That a decorated performer would dare discuss relinquishing the spotlight is another way in which O’Hara breaks the mold, but it isn’t for the sake of posturing. “Representation is getting better, so that a young girl or boy can see and experience differently. When I was a kid, I knew exactly what I wanted to be because Julie Andrews and Shirley Jones were on my TV screen,” she explains, her voice breaking slightly. “It’s time for the options to be as open for everyone. I have been given a lot of opportunities that I want other people to have.”

It is with that in mind that O’Hara plans to imbue her Lilli in “Kiss Me, Kate” and every character she subsequently takes on. “Every role I do has to be filtered through the lens of everything I know now, and in 20 years, I’ll know way more,” she says, again invoking the ingénue-wisdom paradox. “That’s the only reason I’ll be different playing this from anyone else. It goes back to that reinvention: At some point, you have to go into the ‘I have some knowledge’ kind of roles.”

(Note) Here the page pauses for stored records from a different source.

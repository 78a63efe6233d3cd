//! core::types
//!
//! Strong types for core domain concepts.
//!
//! # Types
//!
//! - [`BranchName`] - Validated Git branch name (local or remote-tracking)
//! - [`BranchScope`] - Which ref namespace a branch lives in
//! - [`Oid`] - Git object identifier (SHA)
//! - [`RefName`] - Validated Git reference name
//!
//! # Validation
//!
//! These types enforce validity at construction time. Invalid values
//! cannot be represented, so the engine only ever handles identifiers that
//! Git itself would accept.
//!
//! # Examples
//!
//! ```
//! use git_ff::core::types::{BranchName, BranchScope, Oid, RefName};
//!
//! let branch = BranchName::new("feature/my-branch").unwrap();
//! let oid = Oid::new("abc123def4567890abc123def4567890abc12345").unwrap();
//! let refname = RefName::for_branch(&branch, BranchScope::Local);
//! assert_eq!(refname.as_str(), "refs/heads/feature/my-branch");
//!
//! assert!(BranchName::new("invalid..name").is_err());
//! assert!(Oid::new("not-a-sha").is_err());
//! # let _ = oid;
//! ```

use thiserror::Error;

/// Errors from type validation.
#[derive(Debug, Error, PartialEq, Eq)]
pub enum TypeError {
    #[error("invalid branch name: {0}")]
    InvalidBranchName(String),

    #[error("invalid object id: {0}")]
    InvalidOid(String),
}

/// Characters Git never allows anywhere in a ref name.
const INVALID_REF_CHARS: [char; 8] = [' ', '~', '^', ':', '\\', '?', '*', '['];

/// Apply the rules of `git check-ref-format` shared by branch and ref names.
///
/// Returns a description of the first violated rule.
fn check_ref_format(name: &str) -> Result<(), String> {
    if name.is_empty() {
        return Err("cannot be empty".into());
    }
    if name.starts_with('/') {
        return Err("cannot start with '/'".into());
    }
    if name.ends_with('/') {
        return Err("cannot end with '/'".into());
    }
    if name.ends_with('.') {
        return Err("cannot end with '.'".into());
    }

    for seq in ["..", "@{", "//"] {
        if name.contains(seq) {
            return Err(format!("cannot contain '{seq}'"));
        }
    }

    if let Some(c) = name.chars().find(|c| INVALID_REF_CHARS.contains(c)) {
        return Err(format!("cannot contain '{c}'"));
    }
    if name.chars().any(|c| c.is_ascii_control()) {
        return Err("cannot contain control characters".into());
    }

    for component in name.split('/') {
        if component.starts_with('.') {
            return Err("path component cannot start with '.'".into());
        }
        if component.ends_with(".lock") {
            return Err("path component cannot end with '.lock'".into());
        }
    }

    Ok(())
}

/// A validated Git branch name.
///
/// Holds the short name as Git prints it: `main` for a local branch,
/// `origin/main` for a remote-tracking one. Besides the generic ref format
/// rules, a branch name cannot start with `-` and cannot be exactly `@`.
///
/// # Example
///
/// ```
/// use git_ff::core::types::BranchName;
///
/// let name = BranchName::new("feature/my-branch").unwrap();
/// assert_eq!(name.as_str(), "feature/my-branch");
///
/// assert!(BranchName::new("").is_err());
/// assert!(BranchName::new("-flag").is_err());
/// assert!(BranchName::new("branch.lock").is_err());
/// assert!(BranchName::new("has space").is_err());
/// assert!(BranchName::new("@").is_err());
/// ```
#[derive(Debug, Clone, PartialEq, Eq, Hash, PartialOrd, Ord)]
pub struct BranchName(String);

impl BranchName {
    /// Create a new validated branch name.
    ///
    /// # Errors
    ///
    /// Returns `TypeError::InvalidBranchName` if the name violates Git's refname rules.
    pub fn new(name: impl Into<String>) -> Result<Self, TypeError> {
        let name = name.into();

        if name == "@" {
            return Err(TypeError::InvalidBranchName(
                "branch name cannot be '@' (reserved)".into(),
            ));
        }
        if name.starts_with('-') {
            return Err(TypeError::InvalidBranchName(
                "branch name cannot start with '-'".into(),
            ));
        }
        check_ref_format(&name)
            .map_err(|rule| TypeError::InvalidBranchName(format!("branch name {rule}")))?;

        Ok(Self(name))
    }

    /// Get the branch name as a string slice.
    pub fn as_str(&self) -> &str {
        &self.0
    }

    /// Check whether this (remote-tracking) branch belongs to `remote`.
    ///
    /// # Example
    ///
    /// ```
    /// use git_ff::core::types::BranchName;
    ///
    /// let name = BranchName::new("origin/main").unwrap();
    /// assert!(name.is_on_remote("origin"));
    /// assert!(!name.is_on_remote("orig"));
    /// ```
    pub fn is_on_remote(&self, remote: &str) -> bool {
        self.0
            .strip_prefix(remote)
            .is_some_and(|rest| rest.starts_with('/'))
    }
}

impl AsRef<str> for BranchName {
    fn as_ref(&self) -> &str {
        &self.0
    }
}

impl std::fmt::Display for BranchName {
    fn fmt(&self, f: &mut std::fmt::Formatter<'_>) -> std::fmt::Result {
        write!(f, "{}", self.0)
    }
}

/// Namespace a branch is stored in.
#[derive(Debug, Clone, Copy, PartialEq, Eq, Hash)]
pub enum BranchScope {
    /// `refs/heads/*`
    Local,
    /// `refs/remotes/*`
    Remote,
}

impl BranchScope {
    /// The ref prefix of this namespace, including the trailing slash.
    pub fn ref_prefix(self) -> &'static str {
        match self {
            BranchScope::Local => "refs/heads/",
            BranchScope::Remote => "refs/remotes/",
        }
    }
}

impl std::fmt::Display for BranchScope {
    fn fmt(&self, f: &mut std::fmt::Formatter<'_>) -> std::fmt::Result {
        match self {
            BranchScope::Local => write!(f, "local"),
            BranchScope::Remote => write!(f, "remote-tracking"),
        }
    }
}

/// A Git object identifier (SHA-1).
///
/// Only the full-length hexadecimal form is accepted; abbreviated ids are
/// not a valid `Oid`. OIDs are normalized to lowercase for consistency.
///
/// # Example
///
/// ```
/// use git_ff::core::types::Oid;
///
/// let oid = Oid::new("ABC123DEF4567890ABC123DEF4567890ABC12345").unwrap();
/// assert_eq!(oid.as_str(), "abc123def4567890abc123def4567890abc12345");
/// assert_eq!(oid.short(7), "abc123d");
/// ```
#[derive(Debug, Clone, PartialEq, Eq, Hash)]
pub struct Oid(String);

impl Oid {
    /// Create a new validated object id.
    ///
    /// # Errors
    ///
    /// Returns `TypeError::InvalidOid` if the string is not a full-length hex OID.
    pub fn new(oid: impl Into<String>) -> Result<Self, TypeError> {
        let oid = oid.into().to_ascii_lowercase();

        // The linked libgit2 only handles SHA-1 ids
        if oid.len() != 40 {
            return Err(TypeError::InvalidOid(format!(
                "expected 40 hex characters, got {}",
                oid.len()
            )));
        }
        if !oid.chars().all(|c| c.is_ascii_hexdigit()) {
            return Err(TypeError::InvalidOid(
                "object id must be hexadecimal".into(),
            ));
        }

        Ok(Self(oid))
    }

    /// Get an abbreviated form of the OID.
    ///
    /// Returns the first `len` characters, or the full OID if `len` exceeds it.
    pub fn short(&self, len: usize) -> &str {
        let end = len.min(self.0.len());
        &self.0[..end]
    }

    /// Get the object id as a string slice.
    pub fn as_str(&self) -> &str {
        &self.0
    }
}

impl AsRef<str> for Oid {
    fn as_ref(&self) -> &str {
        &self.0
    }
}

impl std::fmt::Display for Oid {
    fn fmt(&self, f: &mut std::fmt::Formatter<'_>) -> std::fmt::Result {
        write!(f, "{}", self.0)
    }
}

/// A validated Git reference name.
///
/// # Example
///
/// ```
/// use git_ff::core::types::{BranchName, BranchScope, RefName};
///
/// let branch = BranchName::new("origin/main").unwrap();
/// let refname = RefName::for_branch(&branch, BranchScope::Remote);
/// assert_eq!(refname.as_str(), "refs/remotes/origin/main");
/// ```
#[derive(Debug, Clone, PartialEq, Eq, Hash)]
pub struct RefName(String);

impl RefName {
    /// Create the full ref name of a branch in the given scope.
    pub fn for_branch(branch: &BranchName, scope: BranchScope) -> Self {
        // Branch names are validated and both prefixes are valid refname components
        Self(format!("{}{}", scope.ref_prefix(), branch.as_str()))
    }

    /// Get the ref name as a string slice.
    pub fn as_str(&self) -> &str {
        &self.0
    }
}

impl AsRef<str> for RefName {
    fn as_ref(&self) -> &str {
        &self.0
    }
}

impl std::fmt::Display for RefName {
    fn fmt(&self, f: &mut std::fmt::Formatter<'_>) -> std::fmt::Result {
        write!(f, "{}", self.0)
    }
}
//! ui::output
//!
//! Verbosity-aware printing.
//!
//! # Design
//!
//! Reports go to stdout and respect the quiet flag. Errors, warnings and
//! `[debug]` diagnostics go to stderr so that stdout stays parseable.

use std::fmt::Display;

/// Output verbosity level.
#[derive(Debug, Clone, Copy, PartialEq, Eq)]
pub enum Verbosity {
    /// Quiet mode - minimal output
    Quiet,
    /// Normal mode - standard output
    Normal,
    /// Debug mode - verbose output
    Debug,
}

impl Verbosity {
    /// Create verbosity from flags. Quiet wins over debug.
    pub fn from_flags(quiet: bool, debug: bool) -> Self {
        if quiet {
            Verbosity::Quiet
        } else if debug {
            Verbosity::Debug
        } else {
            Verbosity::Normal
        }
    }
}

/// Print a message (respects quiet mode).
pub fn print(message: impl Display, verbosity: Verbosity) {
    if verbosity != Verbosity::Quiet {
        println!("{}", message);
    }
}

/// Print a message to stderr (respects quiet mode).
pub fn print_err(message: impl Display, verbosity: Verbosity) {
    if verbosity != Verbosity::Quiet {
        eprintln!("{}", message);
    }
}

/// Print a debug message (only in debug mode).
pub fn debug(message: impl Display, verbosity: Verbosity) {
    if verbosity == Verbosity::Debug {
        eprintln!("[debug] {}", message);
    }
}

/// Print an error message (always shown).
pub fn error(message: impl Display) {
    eprintln!("error: {}", message);
}

/// Print a warning message (respects quiet mode).
pub fn warn(message: impl Display, verbosity: Verbosity) {
    if verbosity != Verbosity::Quiet {
        eprintln!("warning: {}", message);
    }
}

#[cfg(test)]
mod tests {
    use super::*;

    #[test]
    fn quiet_wins_over_debug() {
        assert_eq!(Verbosity::from_flags(true, true), Verbosity::Quiet);
        assert_eq!(Verbosity::from_flags(false, true), Verbosity::Debug);
        assert_eq!(Verbosity::from_flags(false, false), Verbosity::Normal);
    }
}
//! engine
//!
//! The fast-forward decision-and-application engine.
//!
//! # Lifecycle
//!
//! ```text
//! Resolve target -> Select branches -> Classify each -> [Apply each]
//! ```
//!
//! The target is resolved once. Branches are then processed strictly one
//! at a time, in selection order. In list mode the classifications are only
//! reported; in apply mode each branch goes through the update applier.
//!
//! # Error Model
//!
//! - **Fatal** failures (unresolvable target, storage errors, merge-base
//!   failures, ref update failures) are returned as [`EngineError`] and stop
//!   the run; branches after the failing one are not processed.
//! - **Per-branch** results (not fast-forward, checkout conflict) are
//!   [`UpdateOutcome`] values and the run continues.
//!
//! Nothing is retried.

pub mod apply;
pub mod classify;
pub mod recent;
pub mod resolve;
pub mod select;

pub use apply::{apply_update, UpdateOutcome};
pub use classify::{classify, classify_all, classify_branch, Classification, ClassifiedBranch, Relation};
pub use recent::{recent_branches, RecentBranch, RecentFilter};
pub use resolve::{resolve_target, ResolveError, Target, TargetSource};
pub use select::{select_branches, SelectedBranches, Selection};

use std::path::PathBuf;

use thiserror::Error;

use crate::core::types::BranchName;
use crate::git::{BranchRef, CheckoutProgress, Git, GitError};

/// Execution context for commands.
///
/// Contains global settings derived from CLI flags and configuration.
#[derive(Debug, Clone)]
pub struct Context {
    /// Working directory override.
    pub cwd: Option<PathBuf>,
    /// Debug logging enabled.
    pub debug: bool,
    /// Quiet mode (minimal output).
    pub quiet: bool,
    /// Checkout progress may be rendered (`--no-progress` clears it).
    pub progress: bool,
}

impl Default for Context {
    fn default() -> Self {
        Self {
            cwd: None,
            debug: false,
            quiet: false,
            progress: true,
        }
    }
}

/// Fatal errors from engine operations.
#[derive(Debug, Error)]
pub enum EngineError {
    /// The target could not be resolved.
    #[error(transparent)]
    Resolve(#[from] ResolveError),

    /// Merge-base computation failed for a branch.
    #[error("can't compute merge base of {branch} and target: {source}")]
    MergeBase {
        branch: BranchName,
        #[source]
        source: GitError,
    },

    /// Updating a branch (checkout or ref move) failed.
    #[error("failed to fast-forward {branch}: {source}")]
    Update {
        branch: BranchName,
        #[source]
        source: GitError,
    },

    /// Git error.
    #[error(transparent)]
    Git(#[from] GitError),
}

/// The result of applying the engine to one branch.
#[derive(Debug, Clone, PartialEq, Eq)]
pub struct BranchUpdate {
    pub branch: BranchRef,
    pub outcome: UpdateOutcome,
}

/// Receives events while branches are being updated.
///
/// Callbacks run on the calling thread, in processing order.
pub trait UpdateObserver {
    /// A checkout for `branch` processed another file.
    fn checkout_progress(&mut self, _branch: &BranchName, _progress: CheckoutProgress) {}

    /// `branch` reached its final outcome.
    fn branch_done(&mut self, _update: &BranchUpdate) {}
}

/// An observer that ignores every event.
impl UpdateObserver for () {}

/// Fast-forward each selected branch to the target.
///
/// Returns every per-branch outcome in processing order. A fatal failure
/// stops the run; updates already applied stay applied.
pub fn fast_forward(
    git: &Git,
    target: &Target,
    branches: &[BranchRef],
    observer: &mut dyn UpdateObserver,
) -> Result<Vec<BranchUpdate>, EngineError> {
    let mut updates = Vec::with_capacity(branches.len());

    for branch in branches {
        let classification = classify_branch(git, branch, &target.oid).map_err(|source| {
            EngineError::MergeBase {
                branch: branch.name.clone(),
                source,
            }
        })?;

        let mut on_progress =
            |progress: CheckoutProgress| observer.checkout_progress(&branch.name, progress);
        let outcome = apply_update(git, branch, &classification, target, &mut on_progress)
            .map_err(|source| EngineError::Update {
                branch: branch.name.clone(),
                source,
            })?;

        let update = BranchUpdate {
            branch: branch.clone(),
            outcome,
        };
        observer.branch_done(&update);
        updates.push(update);
    }

    Ok(updates)
}

/// Classify each selected branch against the target without changing anything.
pub fn list(
    git: &Git,
    target: &Target,
    branches: &[BranchRef],
) -> Result<Vec<ClassifiedBranch>, EngineError> {
    classify_all(git, branches, &target.oid).map_err(EngineError::from)
}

But for O’Hara, knowledge is not synonymous with cynicism. And whether it’s “Nice Work If You Can Get It,” “South Pacific,” or, most recently, “The King and I” (which notched her that Tony), she believes in the optimism of musical revivals.

“As I get older, I’m understanding why I enjoy doing revivals and also how they might come to be more understood or human,” she says. “I am a woman of 2019; I’m educated, but I’m not entirely cynical. The joy, the innocence, the sometimes lack of innocence of these shows, you press on the points of them—when they were written, what was happening politically—to show history and the way it affects us now. And I believe in things like love, I believe in good people, those parts of revivals.”

That belief, she says, informs how she approaches life both onstage and off. “I’m an actor, but I can’t lie,” she says. “If I’m playing a bad person, I have to understand why they’re bad. I’m getting to an age where I know I’m on the right side of things; I care about people and I care about my work. Every person I play, I’ll judge them, I’ll question them, I’ll admire them, and I’ll find a reason to believe in them. I learn so much about myself through these people.”

Looking ahead, O’Hara hopes to keep learning. In that pursuit, she stands on the shoulders of every former iteration of herself.

“Lilli will be strong, but she will not be overthought,” she says. “I always thought too much and tried too hard. In my 20s, I was reading about behavioral stuff, and you have to let that be a layer, but then you have to let go. Now, I have all that floating around my head, but I’ve also had children. I know what it means to be free, and I have felt it.”

And what is “it,” exactly? O’Hara doesn’t hesitate: “Life experience.” 

Feeling inspired? Check out Backstage’s theater audition listings!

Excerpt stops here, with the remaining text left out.